Employers and employees that are already bargaining

(8)Despite subsection (4), the FWC may refuse to vary the authorisation if the FWC is satisfied that:

(a)the new employer is bargaining in good faith for a proposed enterprise agreement that will cover the new employer and the employees of the new employer that will be covered by the agreement, or substantially the same group of those employees; and

(b)the new employer and those employees have a history of effectively bargaining in relation to one or more enterprise agreements that have covered the new employer and those employees, or substantially the same group of those employees; and

(c)on the day that the FWC will vary the authorisation, less than 9 months have passed since the most recent nominal expiry date of an agreement referred to in paragraph (b).

251A    Restriction on variation of single interest employer authorisation

Despite subsection 251(4), the FWC must not vary a single interest employer authorisation if, as a result of the variation, the proposed enterprise agreement to which the authorisation relates would cover employees in relation to general building and construction work.”

  1. I observe that subsections (4A), (5), (5A), (6) and (7) apply where the application is made by an employee bargaining representative and are not relevant here.

  1. I briefly confirm the basis of my satisfaction with the relevant requirements below.

  1. Heatherton and Pyramid Foods (new employers) are not presently specified in the Authorisation and have each made a valid application to vary it. This meets the requirements of s.251(3) and s.251(4)(a) of the Act.

  1. The existing employers and the employee bargaining representatives have had an opportunity to express their views to the Commission. This meets the requirements of s.251(4)(b)(i) of the Act.

  1. I am satisfied that no person has coerced or threatened to coerce the new employers to make the application.
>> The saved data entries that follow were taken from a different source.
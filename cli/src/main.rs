//! rematch CLI — driving adapter for the rematch pattern engine.
//!
//! Subcommands:
//! - `eval <pattern> <input> [--lazy] [--diagnostics]` — match input against a pattern
//! - `check <pattern>` — validate a pattern loads without errors
//! - `info` — print registered named matchers and limits

use std::io::Read;
use std::path::Path;
use std::process;

use clap::{Parser, Subcommand};
use rematch::{PatternConfig, Registry, Value};
use tracing::{debug, Level};

/// Structural pattern matching over JSON and YAML data
#[derive(Parser, Debug)]
#[command(name = "rematch", version)]
struct Args {
    /// Log engine decisions to stderr (-v debug, -vv trace)
    #[arg(short, long, action = clap::ArgAction::Count, global = true)]
    verbose: u8,

    #[command(subcommand)]
    command: Command,
}

#[derive(Subcommand, Debug)]
enum Command {
    /// Match an input document against a pattern
    Eval {
        /// Pattern config file (.json, or YAML otherwise)
        pattern: String,
        /// Input file (.json, or YAML otherwise); `-` reads JSON from stdin
        input: String,
        /// Feed a top-level array as a one-pass sequence
        #[arg(long)]
        lazy: bool,
        /// Print the full match result instead of the bound value
        #[arg(long)]
        diagnostics: bool,
    },
    /// Validate a pattern config
    Check {
        /// Pattern config file (.json, or YAML otherwise)
        pattern: String,
    },
    /// Print registered named matchers
    Info,
}

fn main() {
    let args = Args::parse();

    let level = match args.verbose {
        0 => Level::WARN,
        1 => Level::DEBUG,
        _ => Level::TRACE,
    };
    tracing_subscriber::fmt()
        .with_max_level(level)
        .with_writer(std::io::stderr)
        .init();

    let result = match args.command {
        Command::Eval {
            pattern,
            input,
            lazy,
            diagnostics,
        } => cmd_eval(&pattern, &input, lazy, diagnostics),
        Command::Check { pattern } => cmd_check(&pattern),
        Command::Info => cmd_info(),
    };

    if let Err(e) = result {
        eprintln!("error: {e}");
        process::exit(1);
    }
}

// ═══════════════════════════════════════════════════════════════════════════════
// Commands
// ═══════════════════════════════════════════════════════════════════════════════

fn cmd_eval(pattern_path: &str, input_path: &str, lazy: bool, diagnostics: bool) -> Result<(), String> {
    let config: PatternConfig = load_document(pattern_path)?;
    let matcher = build_registry()
        .load_pattern(config)
        .map_err(|e| format!("pattern load failed: {e}"))?;

    let document: serde_json::Value = if input_path == "-" {
        let mut content = String::new();
        std::io::stdin()
            .read_to_string(&mut content)
            .map_err(|e| format!("failed to read stdin: {e}"))?;
        serde_json::from_str(&content).map_err(|e| format!("JSON parse error: {e}"))?
    } else {
        load_document(input_path)?
    };
    let input = to_input(document, lazy);
    debug!(input = input.type_name(), lazy, "evaluating");

    let result = matcher
        .apply(&input)
        .map_err(|e| format!("evaluation failed: {e}"))?;

    if diagnostics {
        println!("{}", render(&result.to_json()));
    } else {
        match result.value() {
            Some(value) => println!("{}", render(&value.to_json())),
            None => println!("(no match)"),
        }
    }
    Ok(())
}

fn cmd_check(pattern_path: &str) -> Result<(), String> {
    let config: PatternConfig = load_document(pattern_path)?;
    let matcher = build_registry()
        .load_pattern(config)
        .map_err(|e| format!("pattern invalid: {e}"))?;

    println!("Pattern valid (depth {})", matcher.depth());
    Ok(())
}

#[allow(clippy::unnecessary_wraps)] // Uniform return type for all commands
fn cmd_info() -> Result<(), String> {
    let registry = build_registry();

    println!("Registered matchers:");
    for name in registry.names() {
        println!("  {name}");
    }

    println!("\nLimits:");
    println!("  max depth:                 {}", rematch::MAX_DEPTH);
    println!("  max patterns per compound: {}", rematch::MAX_PATTERNS_PER_COMPOUND);
    println!("  max regex pattern length:  {}", rematch::MAX_REGEX_PATTERN_LENGTH);

    Ok(())
}

// ═══════════════════════════════════════════════════════════════════════════════
// Registry assembly (composition root)
// ═══════════════════════════════════════════════════════════════════════════════

fn build_registry() -> Registry {
    rematch_test::register(rematch::RegistryBuilder::new()).build()
}

// ═══════════════════════════════════════════════════════════════════════════════
// Document loading
// ═══════════════════════════════════════════════════════════════════════════════

fn load_document<T: serde::de::DeserializeOwned>(path: &str) -> Result<T, String> {
    let content =
        std::fs::read_to_string(path).map_err(|e| format!("failed to read \"{path}\": {e}"))?;
    parse_document(path, &content)
}

fn parse_document<T: serde::de::DeserializeOwned>(path: &str, content: &str) -> Result<T, String> {
    let is_json = Path::new(path)
        .extension()
        .is_some_and(|ext| ext.eq_ignore_ascii_case("json"));

    if is_json {
        serde_json::from_str(content).map_err(|e| format!("JSON parse error: {e}"))
    } else {
        // Default to YAML (handles .yaml and .yml)
        serde_yaml::from_str(content).map_err(|e| format!("YAML parse error: {e}"))
    }
}

fn to_input(document: serde_json::Value, lazy: bool) -> Value {
    match document {
        serde_json::Value::Array(items) if lazy => {
            let values: Vec<Value> = items.into_iter().map(Value::from).collect();
            Value::sequence(values)
        }
        other => Value::from(other),
    }
}

fn render(json: &serde_json::Value) -> String {
    serde_json::to_string_pretty(json).unwrap_or_else(|_| json.to_string())
}
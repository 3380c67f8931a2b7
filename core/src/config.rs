//! Config types for declarative pattern construction.
//!
//! [`PatternConfig`] mirrors the pattern constructors but is
//! serde-deserializable, so patterns can live in JSON or YAML files and be
//! compiled with [`Registry::load_pattern()`](crate::Registry::load_pattern).
//!
//! # Relationship to runtime matchers
//!
//! | Config `type` | Matcher |
//! |---------------|---------|
//! | `literal` | [`build_matcher`](crate::build_matcher) of the value |
//! | `any` / `defined` | [`any`](crate::any) / [`defined`](crate::defined) |
//! | `boolean` / `number` / `bigint` / `string` | `match_*` typed primitives |
//! | `regex` | [`match_regex`](crate::match_regex) |
//! | `array` / `object` | [`match_array`](crate::match_array) / [`match_object`](crate::match_object) |
//! | `rest` / `maybe` / `group` / `some` | quantifiers |
//! | `one_of` / `all_of` / `not` | combinators |
//! | `named` | a matcher registered via [`IntoMatcher`](crate::IntoMatcher) |
//!
//! ```yaml
//! type: object
//! fields:
//!   status: { type: literal, value: 200 }
//!   tags:
//!     type: array
//!     items:
//!       - { type: string }
//!       - { type: rest }
//!   extra: { type: rest }
//! ```

use std::collections::BTreeMap;

use serde::Deserialize;

/// Configuration for one pattern.
///
/// Uses `#[serde(tag = "type")]` for discriminated union deserialization:
///
/// ```json
/// { "type": "literal", "value": [1, 2] }
/// { "type": "number" }
/// { "type": "one_of", "patterns": [ ... ] }
/// { "type": "named", "name": "between", "config": { "lower": 0, "upper": 10 } }
/// ```
#[derive(Debug, Clone, Deserialize)]
#[serde(tag = "type", rename_all = "snake_case")]
pub enum PatternConfig {
    /// Match a literal value. Arrays and objects become structural patterns.
    Literal {
        /// The literal to match.
        value: serde_json::Value,
    },

    /// Match anything.
    Any,

    /// Match anything but `undefined`.
    Defined,

    /// The `rest` marker.
    Rest,

    /// Any boolean, or one specific boolean.
    Boolean {
        #[serde(default)]
        expected: Option<bool>,
    },

    /// Any number, or one specific number.
    Number {
        #[serde(default)]
        expected: Option<f64>,
    },

    /// Any big integer, or one specific big integer.
    #[serde(rename = "bigint")]
    BigInt {
        #[serde(default)]
        expected: Option<i64>,
    },

    /// Any string, or one specific string.
    String {
        #[serde(default)]
        expected: Option<String>,
    },

    /// A string matching a regex.
    Regex {
        /// Regex source, `regex` crate syntax.
        pattern: String,
        #[serde(default)]
        case_insensitive: bool,
    },

    /// A sequence; element-wise when `items` is given.
    Array {
        #[serde(default)]
        items: Option<Vec<PatternConfig>>,
    },

    /// A record; key-wise when `fields` is given.
    Object {
        #[serde(default)]
        fields: Option<BTreeMap<String, PatternConfig>>,
    },

    /// Zero or one occurrence.
    Maybe {
        pattern: Box<PatternConfig>,
    },

    /// Patterns in order, as one unit.
    Group {
        patterns: Vec<PatternConfig>,
    },

    /// One or more occurrences.
    #[serde(rename = "some")]
    OneOrMore {
        pattern: Box<PatternConfig>,
    },

    /// First matching alternative.
    OneOf {
        patterns: Vec<PatternConfig>,
    },

    /// Every component must match.
    AllOf {
        patterns: Vec<PatternConfig>,
    },

    /// Negation.
    Not {
        pattern: Box<PatternConfig>,
    },

    /// A matcher resolved through the registry by name.
    Named {
        /// Name the matcher was registered under.
        name: String,
        /// Matcher-specific configuration payload.
        #[serde(default = "default_config")]
        config: serde_json::Value,
    },
}

fn default_config() -> serde_json::Value {
    serde_json::Value::Object(serde_json::Map::new())
}

/// Empty configuration for named matchers that take no parameters.
///
/// Accepts any JSON value (`{}`, `null`, etc.) and ignores it.
#[derive(Debug, Clone, Copy)]
pub struct UnitConfig;

impl<'de> Deserialize<'de> for UnitConfig {
    fn deserialize<D: serde::Deserializer<'de>>(deserializer: D) -> Result<Self, D::Error> {
        serde::de::IgnoredAny::deserialize(deserializer)?;
        Ok(UnitConfig)
    }
}
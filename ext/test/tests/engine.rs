//! Laziness and caching guarantees, observed through read counters.
//!
//! Answers are covered by the YAML fixtures; these tests pin down how much of
//! the input the engine touches to get them.

use rematch::{Mismatch, Results};
use rematch_test::prelude::*;

fn letters(items: &[&'static str]) -> Vec<Value> {
    items.iter().copied().map(Value::from).collect()
}

// ═══════════════════════════════════════════════════════════════════════════════
// Sequences
// ═══════════════════════════════════════════════════════════════════════════════

#[test]
fn exact_sequence_reads_one_past_its_patterns() {
    let (input, reads) = counted_sequence((1..).map(Value::from));
    let pattern = build_matcher([1, 2]);

    let result = pattern.apply(&input).unwrap();
    assert_eq!(
        result.as_unmatched().and_then(|u| u.mismatch.clone()),
        Some(Mismatch::Trailing { consumed: 2 })
    );
    assert_eq!(reads.count(), 3);
}

#[test]
fn failed_element_stops_reading() {
    let (input, reads) = counted_sequence((1..).map(Value::from));
    let pattern = build_matcher([1, 5, 3]);

    assert!(!pattern.matches(&input).unwrap());
    assert_eq!(reads.count(), 2);
}

#[test]
fn alternative_sequences_share_one_pass() {
    let (input, reads) = counted_sequence(vec![Value::from(1), Value::from(2), Value::from(3)]);
    let pattern = one_of([
        Matchable::from([1, 2, 9]),
        Matchable::from([1, 9]),
        Matchable::from([1, 2, 3]),
    ]);

    let result = pattern.apply(&input).unwrap();
    assert_eq!(result.value(), Some(&Value::from_iter([1, 2, 3])));
    assert_eq!(reads.count(), 3);
}

#[test]
fn generator_probed_by_three_patterns() {
    let (input, reads) = counted_sequence((1..).map(Value::from));
    let pattern = one_of([
        when([match_number(None)]).then(|_| Value::from("one")),
        when([match_number(None), match_number(None)]).then(|_| Value::from("two")),
        otherwise().then(|_| Value::from("many")),
    ]);

    assert_eq!(pattern.evaluate(&input).unwrap(), Some(Value::from("many")));
    assert!(reads.count() <= 3);
}

#[test]
fn alternative_pairs_inside_an_array() {
    let pairs = build_matcher(Matchable::seq([one_of([
        group(["alice", "bob"]),
        group(["fred", "sally"]),
    ])]));

    assert!(pairs.matches(&Value::from_iter(["alice", "bob"])).unwrap());
    assert!(pairs.matches(&Value::from_iter(["fred", "sally"])).unwrap());
    assert!(!pairs.matches(&Value::from_iter(["alice", "sally"])).unwrap());
    assert!(!pairs.matches(&Value::from_iter(["fred", "sally", "bob"])).unwrap());
}

#[test]
fn single_read_alternatives_in_a_sequence() {
    let (input, reads) = counted_sequence(vec![Value::from(2), Value::from(3)]);
    let pattern = build_matcher(Matchable::seq([one_of([1, 2]), rest()]));

    let result = pattern.apply(&input).unwrap();
    let m = result.as_matched().unwrap();
    assert_eq!(m.rest, Some(Value::from_iter([3])));
    assert_eq!(reads.count(), 2);
}

#[test]
fn grouped_alternatives_backtrack_without_rereading() {
    let (input, reads) = counted_sequence(letters(&["a", "c", "d"]));
    let pattern = build_matcher(Matchable::seq([
        one_of([group(["a", "b"]), group(["a", "c"])]),
        rest(),
    ]));

    let result = pattern.apply(&input).unwrap();
    let m = result.as_matched().unwrap();
    assert_eq!(m.result_at(0).and_then(MatchResult::value), Some(&Value::from_iter(["a", "c"])));
    assert_eq!(m.rest, Some(Value::from_iter(["d"])));
    assert_eq!(reads.count(), 3);
}

#[test]
fn repeat_rolls_back_a_partial_iteration() {
    let (input, reads) = counted_sequence(letters(&["k", "v", "k", "v", "k", "end"]));
    let pattern = build_matcher(Matchable::seq([
        some(group(["k", "v"])).into(),
        Matchable::from("k"),
        Matchable::from("end"),
    ]));

    let result = pattern.apply(&input).unwrap();
    let m = result.as_matched().unwrap();
    let Some(Results::List(items)) = &m.results else {
        panic!("expected positional results, got {:?}", m.results);
    };
    assert_eq!(
        items[0].value(),
        Some(&Value::from_iter([
            Value::from_iter(["k", "v"]),
            Value::from_iter(["k", "v"]),
        ]))
    );
    assert_eq!(reads.count(), 6);
}

#[test]
fn repeat_without_progress_is_fatal_on_lazy_input() {
    let (input, _) = counted_sequence(vec![Value::from(1)]);
    let pattern = build_matcher(Matchable::seq([some(maybe(1))]));

    let err = pattern.apply(&input).unwrap_err();
    assert!(matches!(err, MatcherError::NoProgress { .. }));
}

// ═══════════════════════════════════════════════════════════════════════════════
// Accessor-backed records
// ═══════════════════════════════════════════════════════════════════════════════

fn shapes() -> Matcher {
    one_of([
        Matchable::record([("kind", "circle".into()), ("r", match_number(None).into())]),
        Matchable::record([("kind", "square".into()), ("side", match_number(None).into())]),
        Matchable::record([
            ("kind", "rect".into()),
            ("w", match_number(None).into()),
            ("h", match_number(None).into()),
        ]),
    ])
}

#[test]
fn alternatives_read_each_property_once() {
    let (input, reads) = CountingRecord::new([
        ("kind", Value::from("rect")),
        ("w", Value::from(2)),
        ("h", Value::from(3)),
    ]);

    assert!(shapes().matches(&input).unwrap());
    // kind, r, side, w, h: every distinct property once, hit or miss
    assert_eq!(reads.count(), 5);
}

#[test]
fn alternatives_see_consistent_data() {
    let (input, reads) = TickingRecord::new(["n"]);
    let pattern = one_of([
        Matchable::record([("n", 2.into())]),
        Matchable::record([("n", 1.into())]),
    ]);

    assert!(pattern.matches(&input).unwrap());
    assert_eq!(reads.count(), 1);
}

#[test]
fn conjunction_sees_consistent_data() {
    let (input, reads) = TickingRecord::new(["n"]);
    let pattern = all_of([
        Matchable::record([("n", 1.into())]),
        Matchable::record([("n", 1.into())]),
    ]);

    assert!(pattern.matches(&input).unwrap());
    assert_eq!(reads.count(), 1);
}

#[test]
fn negation_binds_the_cached_view() {
    let (input, reads) = TickingRecord::new(["n"]);
    let pattern = not(Matchable::record([("n", 2.into())]));

    let bound = pattern.evaluate(&input).unwrap().unwrap();
    assert_eq!(bound.get("n"), Some(Value::from(1)));
    assert_eq!(reads.count(), 1);
}

#[test]
fn records_pulled_from_a_sequence_are_cached_too() {
    let (record, record_reads) = CountingRecord::new([("k", Value::from(2))]);
    let (input, pulls) = counted_sequence(vec![record]);
    let pattern = one_of([
        Matchable::seq([Matchable::record([("k", 1.into())])]),
        Matchable::seq([Matchable::record([("k", 2.into())])]),
    ]);

    assert!(pattern.matches(&input).unwrap());
    assert_eq!(pulls.count(), 1);
    assert_eq!(record_reads.count(), 1);
}

#[test]
fn plain_records_are_not_wrapped() {
    let input = Value::record([("kind", Value::from("square")), ("side", Value::from(1))]);

    let result = shapes().apply(&input).unwrap();
    assert_eq!(result.value(), Some(&input));
}

// ═══════════════════════════════════════════════════════════════════════════════
// Routing with guards and mappers
// ═══════════════════════════════════════════════════════════════════════════════

#[test]
fn guards_fall_through_to_the_next_case() {
    let route = one_of([
        when(Matchable::record([("age", match_number(None).into())]))
            .guard(|m| m.value.get("age").and_then(|v| v.as_number()) >= Some(18.0))
            .then(|_| Value::from("adult")),
        when(Matchable::record([("age", match_number(None).into())]))
            .then(|_| Value::from("minor")),
        otherwise().then(|_| Value::from("unknown")),
    ]);

    let person = |age: i32| Value::record([("age", Value::from(age))]);
    assert_eq!(route.evaluate(&person(30)).unwrap(), Some(Value::from("adult")));
    assert_eq!(route.evaluate(&person(12)).unwrap(), Some(Value::from("minor")));
    assert_eq!(
        route.evaluate(&Value::from("x")).unwrap(),
        Some(Value::from("unknown"))
    );
}

#[test]
fn mapper_sees_rest_capture() {
    let (input, _) = counted_sequence(letters(&["cmd", "a", "b"]));
    let pattern = when(Matchable::seq([Matchable::from("cmd"), rest().into()]))
        .then(|m| m.rest.clone().unwrap_or_default());

    assert_eq!(
        pattern.evaluate(&input).unwrap(),
        Some(Value::from_iter(["a", "b"]))
    );
}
This meets the requirements of s.251(4)(b)(ii) of the Act.

  1. The balance of the requirements in s.251(4)(b) call up certain statutory requirements for the making of a single interest employer authorisation in s.249 of the Act. The immediately relevant provisions are:

“Franchisees

(2)The requirements of this subsection are met if the employers carry on similar business activities under the same franchise and are:

(a)franchisees of the same franchisor; or

(b)related bodies corporate of the same franchisor; or

(c)       any combination of the above.”

  1. The material before the Commission confirms that the requirements in s.249(2) will continue to be met if the new employer’s names were added to the Authorisation because they are each franchisees of the same franchisor and carry on similar business activities under the same franchise.

  2. Neither of the new employers are currently bargaining for a proposed enterprise agreement that would cover any of their relevant employees. Section 251(8) does not apply to provide a basis to refuse the variation.

  1. The addition of the new employers to the Authorisation would not result in the proposed enterprise covering any employees in general building or construction work. This meets the requirements of s.251A of the Act.

  1. I was satisfied that all of the requirements for making a variation to add the new employers had been met and the Commission was then obliged by the Act to grant the applications.

  1. Conclusions and the order made

  1. Being satisfied that all of the requirements for making the variations sought to the Authorisation had been met, an Order[4] confirming the variations is being issued by the Commission in conjunction with this decision.


DEPUTY PRESIDENT

Hearing details:

Determined on the papers.


[1] PR778634.

[2] Hungry Jacks Pty Ltd is also an applicant in this matter, and I have treated this as an indication of support for the application noting the scope of applicants contemplated by s.251(1) of the Act.

[3] PR790994.

[4] PR790994.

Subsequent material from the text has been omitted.